Birth Death Model Adds 51,000 Jobs
click on chart for sharper image
The above CES Net Birth/Death Model Chart is from the BLS with my highlights.
The above chart shows construction jobs are finally back in this solar system after a long orbit somewhere beyond Pluto.
For 9 consecutive months the BLS assumed that new unaccounted construction businesses were created in this environment where business capex spending has been weak, housing has been horrid, and close to 200 lenders have gone out of business or stopped writing loans according to Implode-O-Meter.

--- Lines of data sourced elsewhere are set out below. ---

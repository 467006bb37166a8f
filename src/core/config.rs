//! Configuration module for the preview server
//!
//! Handles:
//! - Listener and request pipeline settings
//! - Port selection defaults
//! - Local certificate authority settings
//! - Hosts table location and exposure windows

use serde::{Deserialize, Serialize};
use std::path::{Path, PathBuf};
use std::time::Duration;

use super::error::ConfigError;
use crate::logging::LoggingConfig;

/// Longest certificate validity accepted, in days
pub const MAX_VALIDITY_DAYS: u32 = 3650;

/// Longest exposure window accepted, in seconds (30 days)
pub const MAX_EXPOSE_DURATION_SECS: u64 = 30 * 24 * 60 * 60;

/// Main preview server configuration
#[derive(Debug, Clone, Default, Serialize, Deserialize)]
pub struct PreviewConfig {
    /// Listener and request pipeline settings
    #[serde(default)]
    pub server: ServerConfig,

    /// Port selection settings
    #[serde(default)]
    pub ports: PortConfig,

    /// Local certificate authority settings
    #[serde(default)]
    pub tls: TlsConfig,

    /// Hosts table settings (exposed previews only)
    #[serde(default)]
    pub hosts: HostsConfig,

    /// Session lifetime settings
    #[serde(default)]
    pub session: SessionConfig,

    /// Logging settings
    #[serde(default)]
    pub logging: LoggingConfig,
}

/// Listener and request pipeline settings
#[derive(Debug, Clone, Serialize, Deserialize)]
pub struct ServerConfig {
    /// Document served for directory requests
    #[serde(default = "default_index_document")]
    pub index_document: String,

    /// Redirect unmatched routes to `/` (single-page applications)
    #[serde(default = "default_true")]
    pub spa_fallback: bool,

    /// Bind attempts before start gives up
    #[serde(default = "default_bind_attempts")]
    pub max_bind_attempts: u32,
}

/// Port selection settings
#[derive(Debug, Clone, Serialize, Deserialize)]
pub struct PortConfig {
    /// First port tried for plain HTTP
    #[serde(default = "default_http_port")]
    pub http_port: u16,

    /// First port tried for HTTPS
    #[serde(default = "default_https_port")]
    pub https_port: u16,

    /// First port tried when no protocol preference is known
    #[serde(default = "default_service_port")]
    pub service_port: u16,

    /// Lower bound of the upward probe
    #[serde(default = "default_probe_start")]
    pub probe_start: u16,

    /// Upper bound of the upward probe (inclusive)
    #[serde(default = "default_probe_end")]
    pub probe_end: u16,
}

/// Local certificate authority settings
#[derive(Debug, Clone, Serialize, Deserialize)]
pub struct TlsConfig {
    /// Common name of the generated authority
    #[serde(default = "default_authority_name")]
    pub authority_name: String,

    /// Directory where the authority key and certificate persist.
    /// `None` keeps the authority in memory for the process lifetime.
    #[serde(default)]
    pub authority_dir: Option<PathBuf>,

    /// Validity of issued leaf certificates
    #[serde(default = "default_leaf_validity")]
    pub leaf_validity_days: u32,

    /// Validity of the authority certificate
    #[serde(default = "default_authority_validity")]
    pub authority_validity_days: u32,

    /// Where an installed copy of the authority root is expected.
    /// `None` uses the platform default.
    #[serde(default)]
    pub trust_anchor_path: Option<PathBuf>,

    /// Domains used when a caller does not name any
    #[serde(default = "default_domains")]
    pub default_domains: Vec<String>,
}

/// Hosts table settings
#[derive(Debug, Clone, Serialize, Deserialize)]
pub struct HostsConfig {
    /// Path of the OS hostname-resolution table
    #[serde(default = "default_hosts_file")]
    pub hosts_file: PathBuf,
}

/// Session lifetime settings
#[derive(Debug, Clone, Serialize, Deserialize)]
pub struct SessionConfig {
    /// Default lifetime of an exposed preview
    #[serde(default = "default_expose_duration")]
    pub expose_duration_secs: u64,
}

fn default_index_document() -> String {
    "index.html".to_string()
}

fn default_true() -> bool {
    true
}

fn default_bind_attempts() -> u32 {
    3
}

fn default_http_port() -> u16 {
    80
}

fn default_https_port() -> u16 {
    443
}

fn default_service_port() -> u16 {
    8080
}

fn default_probe_start() -> u16 {
    49152
}

fn default_probe_end() -> u16 {
    65535
}

fn default_authority_name() -> String {
    "Preview Server Development CA".to_string()
}

fn default_leaf_validity() -> u32 {
    7
}

fn default_authority_validity() -> u32 {
    825
}

fn default_domains() -> Vec<String> {
    vec!["localhost".to_string(), "127.0.0.1".to_string()]
}

fn default_hosts_file() -> PathBuf {
    if cfg!(windows) {
        let root = std::env::var_os("SystemRoot").unwrap_or_else(|| "C:\\Windows".into());
        PathBuf::from(root)
            .join("System32")
            .join("drivers")
            .join("etc")
            .join("hosts")
    } else {
        PathBuf::from("/etc/hosts")
    }
}

fn default_expose_duration() -> u64 {
    3600
}

impl Default for ServerConfig {
    fn default() -> Self {
        Self {
            index_document: default_index_document(),
            spa_fallback: true,
            max_bind_attempts: default_bind_attempts(),
        }
    }
}

impl Default for PortConfig {
    fn default() -> Self {
        Self {
            http_port: default_http_port(),
            https_port: default_https_port(),
            service_port: default_service_port(),
            probe_start: default_probe_start(),
            probe_end: default_probe_end(),
        }
    }
}

impl Default for TlsConfig {
    fn default() -> Self {
        Self {
            authority_name: default_authority_name(),
            authority_dir: None,
            leaf_validity_days: default_leaf_validity(),
            authority_validity_days: default_authority_validity(),
            trust_anchor_path: None,
            default_domains: default_domains(),
        }
    }
}

impl Default for HostsConfig {
    fn default() -> Self {
        Self {
            hosts_file: default_hosts_file(),
        }
    }
}

impl Default for SessionConfig {
    fn default() -> Self {
        Self {
            expose_duration_secs: default_expose_duration(),
        }
    }
}

impl SessionConfig {
    pub fn expose_duration(&self) -> Duration {
        Duration::from_secs(self.expose_duration_secs)
    }
}

impl PreviewConfig {
    /// Parse a configuration from JSON, filling omitted fields with defaults
    pub fn from_json_str(json: &str) -> Result<Self, ConfigError> {
        let config: Self = serde_json::from_str(json).map_err(|e| ConfigError::ParseFailed {
            reason: e.to_string(),
        })?;
        config.validate()?;
        Ok(config)
    }

    /// Load a configuration file; a missing file yields the defaults
    pub fn load(path: &Path) -> Result<Self, ConfigError> {
        match std::fs::read_to_string(path) {
            Ok(json) => Self::from_json_str(&json),
            Err(e) if e.kind() == std::io::ErrorKind::NotFound => {
                tracing::debug!(path = %path.display(), "No config file, using defaults");
                Ok(Self::default())
            }
            Err(source) => Err(ConfigError::Read {
                path: path.to_path_buf(),
                source,
            }),
        }
    }

    /// Reject values that would make the server unusable
    pub fn validate(&self) -> Result<(), ConfigError> {
        if self.server.max_bind_attempts == 0 {
            return Err(invalid("server.max_bind_attempts", 0));
        }
        if self.server.index_document.trim().is_empty()
            || self.server.index_document.contains(|c| c == '/' || c == '\\')
        {
            return Err(invalid("server.index_document", &self.server.index_document));
        }
        if self.ports.probe_start == 0 || self.ports.probe_start > self.ports.probe_end {
            return Err(invalid(
                "ports.probe_start",
                format!("{}-{}", self.ports.probe_start, self.ports.probe_end),
            ));
        }
        if self.tls.leaf_validity_days == 0 {
            return Err(invalid("tls.leaf_validity_days", 0));
        }
        if self.tls.authority_validity_days > MAX_VALIDITY_DAYS {
            return Err(invalid(
                "tls.authority_validity_days",
                self.tls.authority_validity_days,
            ));
        }
        if self.tls.authority_validity_days < self.tls.leaf_validity_days {
            return Err(invalid(
                "tls.authority_validity_days",
                self.tls.authority_validity_days,
            ));
        }
        if self.session.expose_duration_secs == 0
            || self.session.expose_duration_secs > MAX_EXPOSE_DURATION_SECS
        {
            return Err(invalid(
                "session.expose_duration_secs",
                self.session.expose_duration_secs,
            ));
        }
        Ok(())
    }
}

fn invalid(field: &str, value: impl ToString) -> ConfigError {
    ConfigError::InvalidValue {
        field: field.to_string(),
        value: value.to_string(),
    }
}

#[cfg(test)]
mod tests {
    use super::*;

    #[test]
    fn test_defaults() {
        let config = PreviewConfig::default();
        assert_eq!(config.server.index_document, "index.html");
        assert!(config.server.spa_fallback);
        assert_eq!(config.server.max_bind_attempts, 3);
        assert_eq!(config.ports.http_port, 80);
        assert_eq!(config.ports.https_port, 443);
        assert_eq!(config.tls.leaf_validity_days, 7);
        assert_eq!(config.tls.default_domains, vec!["localhost", "127.0.0.1"]);
        assert_eq!(config.session.expose_duration(), Duration::from_secs(3600));
        assert!(config.validate().is_ok());
    }

    #[test]
    fn test_partial_json_fills_defaults() {
        let config = PreviewConfig::from_json_str(
            r#"{ "server": { "index_document": "app.html" }, "tls": { "leaf_validity_days": 3 } }"#,
        )
        .unwrap();

        assert_eq!(config.server.index_document, "app.html");
        assert!(config.server.spa_fallback);
        assert_eq!(config.tls.leaf_validity_days, 3);
        assert_eq!(config.ports.probe_start, 49152);
    }

    #[test]
    fn test_invalid_values_rejected() {
        let err = PreviewConfig::from_json_str(r#"{ "server": { "max_bind_attempts": 0 } }"#)
            .unwrap_err();
        assert!(matches!(err, ConfigError::InvalidValue { ref field, .. } if field == "server.max_bind_attempts"));

        let err = PreviewConfig::from_json_str(
            r#"{ "ports": { "probe_start": 60000, "probe_end": 50000 } }"#,
        )
        .unwrap_err();
        assert!(matches!(err, ConfigError::InvalidValue { .. }));

        let err = PreviewConfig::from_json_str("not json").unwrap_err();
        assert!(matches!(err, ConfigError::ParseFailed { .. }));
    }

    #[test]
    fn test_unbounded_durations_rejected() {
        let err = PreviewConfig::from_json_str(
            r#"{ "session": { "expose_duration_secs": 18446744073709551615 } }"#,
        )
        .unwrap_err();
        assert!(matches!(err, ConfigError::InvalidValue { ref field, .. } if field == "session.expose_duration_secs"));

        let err = PreviewConfig::from_json_str(
            r#"{ "tls": { "leaf_validity_days": 4294967295, "authority_validity_days": 4294967295 } }"#,
        )
        .unwrap_err();
        assert!(matches!(err, ConfigError::InvalidValue { ref field, .. } if field == "tls.authority_validity_days"));
    }

    #[test]
    fn test_load_missing_file_uses_defaults() {
        let dir = tempfile::TempDir::new().unwrap();
        let config = PreviewConfig::load(&dir.path().join("absent.json")).unwrap();
        assert_eq!(config.server.max_bind_attempts, 3);
    }

    #[test]
    fn test_load_reads_file() {
        let dir = tempfile::TempDir::new().unwrap();
        let path = dir.path().join("preview.json");
        std::fs::write(&path, r#"{ "session": { "expose_duration_secs": 90 } }"#).unwrap();

        let config = PreviewConfig::load(&path).unwrap();
        assert_eq!(config.session.expose_duration(), Duration::from_secs(90));
    }
}
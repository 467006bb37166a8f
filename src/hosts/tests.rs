use super::file::{has_loopback_entry, with_entry, without_entry};
use super::*;

const SYSTEM_TABLE: &str = "\
# static table lookup for hostnames
127.0.0.1\tlocalhost
::1\tlocalhost ip6-localhost
192.168.1.20\tnas.lan
";

fn hosts_fixture(contents: &str) -> (tempfile::TempDir, HostEntryManager) {
    let dir = tempfile::TempDir::new().unwrap();
    let path = dir.path().join("hosts");
    std::fs::write(&path, contents).unwrap();
    let manager = HostEntryManager::new(path);
    (dir, manager)
}

fn read(manager: &HostEntryManager) -> String {
    std::fs::read_to_string(manager.hosts_file()).unwrap()
}

// ============================================================================
// Line edits
// ============================================================================

#[test]
fn test_presence_requires_loopback_address() {
    assert!(has_loopback_entry(SYSTEM_TABLE, "localhost"));
    assert!(has_loopback_entry(SYSTEM_TABLE, "ip6-localhost"));
    assert!(!has_loopback_entry(SYSTEM_TABLE, "nas.lan"));
    assert!(!has_loopback_entry(SYSTEM_TABLE, "hostnames"));
}

#[test]
fn test_with_entry_appends_marked_line() {
    let updated = with_entry("127.0.0.1\tlocalhost", "preview.test");
    assert_eq!(
        updated,
        format!("127.0.0.1\tlocalhost\n127.0.0.1\tpreview.test\t{}\n", ENTRY_MARKER)
    );
}

#[test]
fn test_without_entry_preserves_other_lines() {
    let with = with_entry(SYSTEM_TABLE, "preview.test");
    assert_eq!(without_entry(&with, "preview.test").unwrap(), SYSTEM_TABLE);
    assert!(without_entry(SYSTEM_TABLE, "preview.test").is_none());
}

#[test]
fn test_without_entry_leaves_shared_lines() {
    let table = "127.0.0.1\tlocalhost preview.test\n";
    assert!(without_entry(table, "preview.test").is_none());
}

#[test]
fn test_hostname_validation() {
    assert!(validate_hostname("preview.test").is_ok());
    assert!(validate_hostname("").is_err());
    assert!(validate_hostname("bad host").is_err());
    assert!(validate_hostname("evil#comment").is_err());
    assert!(validate_hostname("two\nlines").is_err());
}

// ============================================================================
// Manager
// ============================================================================

#[test]
fn test_add_records_auto_added() {
    let (_dir, manager) = hosts_fixture(SYSTEM_TABLE);

    assert_eq!(manager.add_entry("preview.test"), EntryOutcome::Added);
    assert!(manager.was_auto_added("preview.test"));
    assert!(has_loopback_entry(&read(&manager), "preview.test"));

    // Second add finds the line it wrote
    assert_eq!(manager.add_entry("preview.test"), EntryOutcome::AlreadyPresent);
    assert_eq!(read(&manager).matches("preview.test").count(), 1);
}

#[test]
fn test_pre_existing_entry_not_tracked() {
    let (_dir, manager) = hosts_fixture(SYSTEM_TABLE);

    assert_eq!(manager.add_entry("localhost"), EntryOutcome::AlreadyPresent);
    assert!(!manager.was_auto_added("localhost"));

    manager.remove_all();
    assert_eq!(read(&manager), SYSTEM_TABLE);
}

#[test]
fn test_add_failure_is_logged_not_raised() {
    let dir = tempfile::TempDir::new().unwrap();
    let manager = HostEntryManager::new(dir.path().join("missing").join("hosts"));

    assert_eq!(manager.add_entry("preview.test"), EntryOutcome::Failed);
    assert!(!manager.was_auto_added("preview.test"));
    assert!(manager.auto_added().is_empty());
}

#[test]
fn test_invalid_hostname_is_not_written() {
    let (_dir, manager) = hosts_fixture(SYSTEM_TABLE);

    assert_eq!(manager.add_entry("bad host"), EntryOutcome::Failed);
    assert_eq!(read(&manager), SYSTEM_TABLE);
}

#[test]
fn test_remove_entry_drops_tracking() {
    let (_dir, manager) = hosts_fixture(SYSTEM_TABLE);
    manager.add_entry("preview.test");

    assert!(manager.remove_entry("preview.test"));
    assert!(!manager.was_auto_added("preview.test"));
    assert_eq!(read(&manager), SYSTEM_TABLE);

    // Absent entries are a successful no-op
    assert!(manager.remove_entry("preview.test"));
}

#[test]
fn test_remove_all_restores_table() {
    let (_dir, manager) = hosts_fixture(SYSTEM_TABLE);
    manager.add_entry("a.test");
    manager.add_entry("b.test");
    assert_eq!(manager.auto_added(), vec!["a.test", "b.test"]);

    manager.remove_all();

    assert!(manager.auto_added().is_empty());
    assert_eq!(read(&manager), SYSTEM_TABLE);
}

#[test]
fn test_remove_all_clears_set_when_file_vanishes() {
    let (_dir, manager) = hosts_fixture(SYSTEM_TABLE);
    manager.add_entry("preview.test");
    std::fs::remove_file(manager.hosts_file()).unwrap();

    manager.remove_all();

    assert!(!manager.was_auto_added("preview.test"));
}

#[test]
fn test_hostnames_compare_case_insensitively() {
    let (_dir, manager) = hosts_fixture(SYSTEM_TABLE);
    manager.add_entry("Preview.Test");

    assert!(manager.was_auto_added("preview.test"));
    assert_eq!(manager.add_entry("PREVIEW.TEST"), EntryOutcome::AlreadyPresent);
}
//! Line-level edits of the OS hosts table
//!
//! Entries are whole lines keyed by hostname and always map to loopback.
//! Every other line, comments included, is preserved byte-for-byte.

use std::fmt::Write;
use std::net::IpAddr;
use std::path::Path;

use super::error::HostsFileError;

/// Marker appended to lines this crate writes
pub const ENTRY_MARKER: &str = "# added by preview-server";

/// Reject names that would corrupt the table
pub fn validate_hostname(hostname: &str) -> Result<(), HostsFileError> {
    let valid = !hostname.is_empty()
        && hostname.len() <= 253
        && !hostname.contains('#')
        && !hostname.chars().any(char::is_whitespace);
    if valid {
        Ok(())
    } else {
        Err(HostsFileError::InvalidHostname {
            hostname: hostname.to_string(),
        })
    }
}

/// Address and names of a non-comment line
fn parse_line(line: &str) -> Option<(IpAddr, Vec<&str>)> {
    let content = line.split('#').next().unwrap_or_default();
    let mut fields = content.split_whitespace();
    let address = fields.next()?.parse().ok()?;
    Some((address, fields.collect()))
}

/// Whether any loopback line already names `hostname`
pub fn has_loopback_entry(contents: &str, hostname: &str) -> bool {
    contents.lines().any(|line| match parse_line(line) {
        Some((address, names)) => {
            address.is_loopback() && names.iter().any(|n| n.eq_ignore_ascii_case(hostname))
        }
        None => false,
    })
}

/// Append a loopback line for `hostname`
pub fn with_entry(contents: &str, hostname: &str) -> String {
    let mut updated = contents.to_string();
    if !updated.is_empty() && !updated.ends_with('\n') {
        updated.push('\n');
    }
    // Writing into a String cannot fail.
    let _ = writeln!(updated, "127.0.0.1\t{}\t{}", hostname, ENTRY_MARKER);
    updated
}

/// Drop loopback lines whose only name is `hostname`
///
/// Returns `None` when nothing matched.
pub fn without_entry(contents: &str, hostname: &str) -> Option<String> {
    let mut removed = false;
    let kept: Vec<&str> = contents
        .split_inclusive('\n')
        .filter(|line| {
            let matches = matches!(
                parse_line(line),
                Some((address, names))
                    if address.is_loopback()
                        && names.len() == 1
                        && names[0].eq_ignore_ascii_case(hostname)
            );
            removed |= matches;
            !matches
        })
        .collect();

    removed.then(|| kept.concat())
}

pub fn read(path: &Path) -> Result<String, HostsFileError> {
    std::fs::read_to_string(path).map_err(|e| HostsFileError::from_io(path, e))
}

/// Rewrite the table in place
///
/// The hosts file may be a bind mount or carry OS-managed attributes, so it is
/// overwritten rather than replaced by rename.
pub fn write(path: &Path, contents: &str) -> Result<(), HostsFileError> {
    std::fs::write(path, contents).map_err(|e| HostsFileError::from_io(path, e))
}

There is still a lot of catching up to do on those construction assumptions. Eventually we will see higher negative revisions in the months to come.
However, I am still struggling with 11 consecutive months of birth death additions to financial services in light of imploded lending. Even though "imploded" does not imply out of business, the number of small 1-5 person shops that have ceased doing mortgage related business has to be staggering. Those numbers are not reflected in Implode-O-Meter stats or in the birth/death model revisions.
All things considered, the Birth Death revisions continue to remain in Bizarro World with the model adding 1,239,000 jobs to the economy since February. I do not believe it and neither does the treasury market.